« Pop-corn » est tout simplement incroyable! Les mots manquent pour décrire ce merveilleux spectacle. Deux mouvements. Et cela suffit largement pour nous faire faire des bonds émotionnels, à l’image du maïs dans la casserole. Bref, un spectacle fort en « nezmotion »!

Tout commence le jour où la production décide d’abandonner l’émission « Pop-corn, le show qui saute qui peut ». La présentatrice vedette, MartÔ, clown-sexy, monte au créneau et débarque furibarde dans le bureau de Maud, sa directrice et ex-compagne. On assiste alors à un duel où s’échangent les reproches professionnels, les allusions vulgaires et les souvenirs intimes dans un rythme effréné. Et dans cette énergie, lorsqu’elles basculent soudainement dans la sincérité et l’émotion, on ne peut que plonger avec elle.

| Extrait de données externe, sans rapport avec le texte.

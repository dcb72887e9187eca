// SPDX-License-Identifier: MIT
// Copyright (c) 2026 Alfred Jean LLC

//! Bookmarks and the collection that stores them.

use chrono::{DateTime, Utc};
use serde::{Deserialize, Serialize};

/// A saved reading location.
#[derive(Debug, Clone, PartialEq, Serialize, Deserialize)]
pub struct Bookmark {
    /// Title of the resource the bookmark points into.
    pub title: Option<String>,
    /// Resource the bookmark points into.
    pub href: String,
    pub created: DateTime<Utc>,
    /// Page number, when the publication is paginated.
    pub position: Option<u32>,
    /// Progression through the resource, from 0.0 to 1.0.
    pub progression: Option<f64>,
}

impl Bookmark {
    /// Title shown for the bookmark: its title, else its href.
    pub fn display_title(&self) -> &str {
        self.title.as_deref().unwrap_or(&self.href)
    }

    /// Secondary label: the page when known, else the progression.
    pub fn detail(&self) -> Option<String> {
        if let Some(position) = self.position {
            Some(format!("page {}", position))
        } else {
            self.progression
                .map(|p| format!("{:.2}% through the chapter", p * 100.0))
        }
    }

    /// Creation time formatted for display.
    pub fn created_label(&self) -> String {
        self.created.format("%Y-%m-%d %H:%M").to_string()
    }
}

/// The reader's bookmark store.
pub trait BookmarkDataSource {
    fn count(&self) -> usize;

    fn bookmark(&self, index: usize) -> Option<&Bookmark>;

    /// Remove the bookmark at `index`. Returns false when nothing was removed.
    fn remove_bookmark(&mut self, index: usize) -> bool;
}

impl BookmarkDataSource for Vec<Bookmark> {
    fn count(&self) -> usize {
        self.len()
    }

    fn bookmark(&self, index: usize) -> Option<&Bookmark> {
        self.get(index)
    }

    fn remove_bookmark(&mut self, index: usize) -> bool {
        if index < self.len() {
            self.remove(index);
            true
        } else {
            false
        }
    }
}

#[cfg(test)]
#[path = "bookmark_tests.rs"]
mod tests;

« Pop-corn », c’est l’histoire de deux personnages à la carapace fêlée par la vie. C’est une histoire qui se parle au public. D’elle-même. « L’auteur sait que les mots ont une matière« , nous confie la metteure en scène. Et force est de le dire : le texte – parfois un peu ardu – de Pietro Pizzuti a quelque chose de palpable. Inspiré du scandale médiatique italien, c’est un texte sur mesure pour les deux comédiennes. « Pop-corn », c’est donc une histoire qui sent bon la complicité.

Complicité dans laquelle le public est happé grâce au travail incroyable des artistes : les comédiennes au grand talent et au dynamisme plus grand encore, Anne Beaupin et Laurence d’Amélio, et Daphné D’Heur qui signait la mise en scène précise et efficace. À elles trois, elles rendent tout à fait intelligible ce texte riche en images et en poésie.

La scénographie est d’une simplicité exemplaire : une table basse, un canapé, deux chaises en plastique autour d’une table, un grand mur au fond avec un éclat de peinture. Juste ce qu’il faut pour offrir du jeu aux comédiennes. Et tout se laisse oublier en moins de temps qu’il n’en faut pour l’écrire au dernier – et bouleversant – tableau.